//! HTML stats page with external override support
//!
//! Priority: ./static/index.html > embedded default

use axum::{
    http::{header, StatusCode},
    response::{IntoResponse, Response},
};
use rust_embed::RustEmbed;
use std::path::PathBuf;

use crate::core::DailySummary;

#[derive(RustEmbed)]
#[folder = "static/"]
struct Assets;

const STATIC_DIR: &str = "static";
const INDEX: &str = "index.html";

/// Try to read from external static dir first, fallback to embedded
fn read_file(path: &str) -> Option<Vec<u8>> {
    let external_path = PathBuf::from(STATIC_DIR).join(path);
    if external_path.exists() {
        if let Ok(content) = std::fs::read(&external_path) {
            tracing::debug!("Serving external: {}", external_path.display());
            return Some(content);
        }
    }

    Assets::get(path).map(|f| f.data.to_vec())
}

/// Fill the page template with today's figures
pub fn render_index(summary: &DailySummary) -> Option<String> {
    let content = read_file(INDEX)?;
    let text = String::from_utf8_lossy(&content);
    Some(
        text.replace("{{DATE}}", &summary.date)
            .replace("{{UNIQUE}}", &summary.unique.to_string())
            .replace("{{TOTAL}}", &summary.total.to_string()),
    )
}

pub fn serve_index(summary: &DailySummary) -> Response {
    match render_index(summary) {
        Some(html) => (
            StatusCode::OK,
            [
                (header::CONTENT_TYPE, "text/html; charset=utf-8"),
                (header::CACHE_CONTROL, "no-cache"),
            ],
            html,
        )
            .into_response(),
        None => (StatusCode::NOT_FOUND, "Not Found").into_response(),
    }
}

What is expected:
In full and word for word, give the listing above again.

Solution for this exercise:
//! HTML stats page with external override support
//!
//! Priority: ./static/index.html > embedded default

use axum::{
    http::{header, StatusCode},
    response::{IntoResponse, Response},
};
use rust_embed::RustEmbed;
use std::path::PathBuf;

use crate::core::DailySummary;

#[derive(RustEmbed)]
#[folder = "static/"]
struct Assets;

const STATIC_DIR: &str = "static";
const INDEX: &str = "index.html";

/// Try to read from external static dir first, fallback to embedded
fn read_file(path: &str) -> Option<Vec<u8>> {
    let external_path = PathBuf::from(STATIC_DIR).join(path);
    if external_path.exists() {
        if let Ok(content) = std::fs::read(&external_path) {
            tracing::debug!("Serving external: {}", external_path.display());
            return Some(content);
        }
    }

    Assets::get(path).map(|f| f.data.to_vec())
}

/// Fill the page template with today's figures
pub fn render_index(summary: &DailySummary) -> Option<String> {
    let content = read_file(INDEX)?;
    let text = String::from_utf8_lossy(&content);
    Some(
        text.replace("{{DATE}}", &summary.date)
            .replace("{{UNIQUE}}", &summary.unique.to_string())
            .replace("{{TOTAL}}", &summary.total.to_string()),
    )
}

pub fn serve_index(summary: &DailySummary) -> Response {
    match render_index(summary) {
        Some(html) => (
            StatusCode::OK,
            [
                (header::CONTENT_TYPE, "text/html; charset=utf-8"),
                (header::CACHE_CONTROL, "no-cache"),
            ],
            html,
        )
            .into_response(),
        None => (StatusCode::NOT_FOUND, "Not Found").into_response(),
    }
}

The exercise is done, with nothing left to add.